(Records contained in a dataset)
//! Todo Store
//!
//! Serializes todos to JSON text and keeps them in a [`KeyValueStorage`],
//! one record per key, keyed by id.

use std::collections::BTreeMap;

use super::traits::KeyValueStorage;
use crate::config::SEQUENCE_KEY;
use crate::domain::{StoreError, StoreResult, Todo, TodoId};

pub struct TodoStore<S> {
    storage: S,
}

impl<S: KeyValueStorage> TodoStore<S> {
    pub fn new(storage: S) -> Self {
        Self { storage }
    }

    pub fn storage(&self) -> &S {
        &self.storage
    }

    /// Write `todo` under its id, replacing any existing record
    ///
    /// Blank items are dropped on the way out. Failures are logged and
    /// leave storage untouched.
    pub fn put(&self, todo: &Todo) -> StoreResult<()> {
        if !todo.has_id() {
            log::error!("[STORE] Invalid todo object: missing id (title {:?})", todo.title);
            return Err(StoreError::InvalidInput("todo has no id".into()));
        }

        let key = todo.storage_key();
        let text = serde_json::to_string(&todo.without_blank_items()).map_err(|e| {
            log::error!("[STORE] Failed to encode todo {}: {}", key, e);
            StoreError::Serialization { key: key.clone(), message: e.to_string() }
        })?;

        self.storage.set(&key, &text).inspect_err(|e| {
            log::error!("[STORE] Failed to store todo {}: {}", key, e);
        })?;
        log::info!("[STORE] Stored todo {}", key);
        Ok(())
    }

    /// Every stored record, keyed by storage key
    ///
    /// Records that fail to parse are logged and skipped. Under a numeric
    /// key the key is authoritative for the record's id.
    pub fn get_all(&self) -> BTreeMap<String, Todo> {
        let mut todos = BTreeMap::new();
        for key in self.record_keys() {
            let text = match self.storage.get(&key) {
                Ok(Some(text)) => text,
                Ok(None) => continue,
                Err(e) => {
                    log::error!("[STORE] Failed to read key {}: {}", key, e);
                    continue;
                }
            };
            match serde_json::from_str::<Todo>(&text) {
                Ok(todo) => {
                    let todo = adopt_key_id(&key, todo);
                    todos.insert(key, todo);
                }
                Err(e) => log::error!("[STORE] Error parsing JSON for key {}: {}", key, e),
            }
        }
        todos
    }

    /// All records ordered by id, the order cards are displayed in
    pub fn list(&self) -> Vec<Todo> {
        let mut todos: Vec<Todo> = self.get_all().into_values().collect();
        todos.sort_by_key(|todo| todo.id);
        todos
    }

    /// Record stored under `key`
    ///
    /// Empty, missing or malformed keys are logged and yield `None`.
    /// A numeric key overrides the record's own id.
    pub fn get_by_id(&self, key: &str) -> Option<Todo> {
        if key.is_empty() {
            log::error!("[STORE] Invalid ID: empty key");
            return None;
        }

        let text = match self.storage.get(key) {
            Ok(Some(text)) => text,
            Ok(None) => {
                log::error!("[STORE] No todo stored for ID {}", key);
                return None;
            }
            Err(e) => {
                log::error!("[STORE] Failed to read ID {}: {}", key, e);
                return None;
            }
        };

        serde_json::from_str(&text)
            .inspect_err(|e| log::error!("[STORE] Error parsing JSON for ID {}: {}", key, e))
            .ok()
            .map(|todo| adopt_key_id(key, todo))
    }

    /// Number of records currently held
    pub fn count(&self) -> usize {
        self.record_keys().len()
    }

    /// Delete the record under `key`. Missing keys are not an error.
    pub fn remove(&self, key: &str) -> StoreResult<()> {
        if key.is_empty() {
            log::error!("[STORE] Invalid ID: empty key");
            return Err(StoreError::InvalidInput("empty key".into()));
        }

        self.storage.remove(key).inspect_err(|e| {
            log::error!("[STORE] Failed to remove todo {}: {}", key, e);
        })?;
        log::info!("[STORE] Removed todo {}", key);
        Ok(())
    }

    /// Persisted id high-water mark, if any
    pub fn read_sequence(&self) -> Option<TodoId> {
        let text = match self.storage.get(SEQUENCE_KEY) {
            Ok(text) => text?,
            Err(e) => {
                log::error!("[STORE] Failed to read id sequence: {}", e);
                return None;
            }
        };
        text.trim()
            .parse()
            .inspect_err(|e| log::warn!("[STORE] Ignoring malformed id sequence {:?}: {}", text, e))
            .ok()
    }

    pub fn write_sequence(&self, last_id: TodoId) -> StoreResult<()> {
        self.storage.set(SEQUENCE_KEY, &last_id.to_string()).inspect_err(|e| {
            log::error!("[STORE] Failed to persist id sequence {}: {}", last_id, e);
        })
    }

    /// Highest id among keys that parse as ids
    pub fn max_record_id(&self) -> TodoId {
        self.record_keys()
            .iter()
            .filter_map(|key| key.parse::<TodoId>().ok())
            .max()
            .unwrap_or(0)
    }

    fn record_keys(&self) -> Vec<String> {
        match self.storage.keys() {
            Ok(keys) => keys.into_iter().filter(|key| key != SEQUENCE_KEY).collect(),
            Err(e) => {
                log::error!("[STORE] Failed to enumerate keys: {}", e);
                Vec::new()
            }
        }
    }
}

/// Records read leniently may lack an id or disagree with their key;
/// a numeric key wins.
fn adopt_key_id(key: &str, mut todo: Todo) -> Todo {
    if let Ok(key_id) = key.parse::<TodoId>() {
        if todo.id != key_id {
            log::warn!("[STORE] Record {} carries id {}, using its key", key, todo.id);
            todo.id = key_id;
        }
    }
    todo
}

Required action: Copy out the records above exactly.

Task response:
//! Todo Store
//!
//! Serializes todos to JSON text and keeps them in a [`KeyValueStorage`],
//! one record per key, keyed by id.

use std::collections::BTreeMap;

use super::traits::KeyValueStorage;
use crate::config::SEQUENCE_KEY;
use crate::domain::{StoreError, StoreResult, Todo, TodoId};

pub struct TodoStore<S> {
    storage: S,
}

impl<S: KeyValueStorage> TodoStore<S> {
    pub fn new(storage: S) -> Self {
        Self { storage }
    }

    pub fn storage(&self) -> &S {
        &self.storage
    }

    /// Write `todo` under its id, replacing any existing record
    ///
    /// Blank items are dropped on the way out. Failures are logged and
    /// leave storage untouched.
    pub fn put(&self, todo: &Todo) -> StoreResult<()> {
        if !todo.has_id() {
            log::error!("[STORE] Invalid todo object: missing id (title {:?})", todo.title);
            return Err(StoreError::InvalidInput("todo has no id".into()));
        }

        let key = todo.storage_key();
        let text = serde_json::to_string(&todo.without_blank_items()).map_err(|e| {
            log::error!("[STORE] Failed to encode todo {}: {}", key, e);
            StoreError::Serialization { key: key.clone(), message: e.to_string() }
        })?;

        self.storage.set(&key, &text).inspect_err(|e| {
            log::error!("[STORE] Failed to store todo {}: {}", key, e);
        })?;
        log::info!("[STORE] Stored todo {}", key);
        Ok(())
    }

    /// Every stored record, keyed by storage key
    ///
    /// Records that fail to parse are logged and skipped. Under a numeric
    /// key the key is authoritative for the record's id.
    pub fn get_all(&self) -> BTreeMap<String, Todo> {
        let mut todos = BTreeMap::new();
        for key in self.record_keys() {
            let text = match self.storage.get(&key) {
                Ok(Some(text)) => text,
                Ok(None) => continue,
                Err(e) => {
                    log::error!("[STORE] Failed to read key {}: {}", key, e);
                    continue;
                }
            };
            match serde_json::from_str::<Todo>(&text) {
                Ok(todo) => {
                    let todo = adopt_key_id(&key, todo);
                    todos.insert(key, todo);
                }
                Err(e) => log::error!("[STORE] Error parsing JSON for key {}: {}", key, e),
            }
        }
        todos
    }

    /// All records ordered by id, the order cards are displayed in
    pub fn list(&self) -> Vec<Todo> {
        let mut todos: Vec<Todo> = self.get_all().into_values().collect();
        todos.sort_by_key(|todo| todo.id);
        todos
    }

    /// Record stored under `key`
    ///
    /// Empty, missing or malformed keys are logged and yield `None`.
    /// A numeric key overrides the record's own id.
    pub fn get_by_id(&self, key: &str) -> Option<Todo> {
        if key.is_empty() {
            log::error!("[STORE] Invalid ID: empty key");
            return None;
        }

        let text = match self.storage.get(key) {
            Ok(Some(text)) => text,
            Ok(None) => {
                log::error!("[STORE] No todo stored for ID {}", key);
                return None;
            }
            Err(e) => {
                log::error!("[STORE] Failed to read ID {}: {}", key, e);
                return None;
            }
        };

        serde_json::from_str(&text)
            .inspect_err(|e| log::error!("[STORE] Error parsing JSON for ID {}: {}", key, e))
            .ok()
            .map(|todo| adopt_key_id(key, todo))
    }

    /// Number of records currently held
    pub fn count(&self) -> usize {
        self.record_keys().len()
    }

    /// Delete the record under `key`. Missing keys are not an error.
    pub fn remove(&self, key: &str) -> StoreResult<()> {
        if key.is_empty() {
            log::error!("[STORE] Invalid ID: empty key");
            return Err(StoreError::InvalidInput("empty key".into()));
        }

        self.storage.remove(key).inspect_err(|e| {
            log::error!("[STORE] Failed to remove todo {}: {}", key, e);
        })?;
        log::info!("[STORE] Removed todo {}", key);
        Ok(())
    }

    /// Persisted id high-water mark, if any
    pub fn read_sequence(&self) -> Option<TodoId> {
        let text = match self.storage.get(SEQUENCE_KEY) {
            Ok(text) => text?,
            Err(e) => {
                log::error!("[STORE] Failed to read id sequence: {}", e);
                return None;
            }
        };
        text.trim()
            .parse()
            .inspect_err(|e| log::warn!("[STORE] Ignoring malformed id sequence {:?}: {}", text, e))
            .ok()
    }

    pub fn write_sequence(&self, last_id: TodoId) -> StoreResult<()> {
        self.storage.set(SEQUENCE_KEY, &last_id.to_string()).inspect_err(|e| {
            log::error!("[STORE] Failed to persist id sequence {}: {}", last_id, e);
        })
    }

    /// Highest id among keys that parse as ids
    pub fn max_record_id(&self) -> TodoId {
        self.record_keys()
            .iter()
            .filter_map(|key| key.parse::<TodoId>().ok())
            .max()
            .unwrap_or(0)
    }

    fn record_keys(&self) -> Vec<String> {
        match self.storage.keys() {
            Ok(keys) => keys.into_iter().filter(|key| key != SEQUENCE_KEY).collect(),
            Err(e) => {
                log::error!("[STORE] Failed to enumerate keys: {}", e);
                Vec::new()
            }
        }
    }
}

/// Records read leniently may lack an id or disagree with their key;
/// a numeric key wins.
fn adopt_key_id(key: &str, mut todo: Todo) -> Todo {
    if let Ok(key_id) = key.parse::<TodoId>() {
        if todo.id != key_id {
            log::warn!("[STORE] Record {} carries id {}, using its key", key, todo.id);
            todo.id = key_id;
        }
    }
    todo
}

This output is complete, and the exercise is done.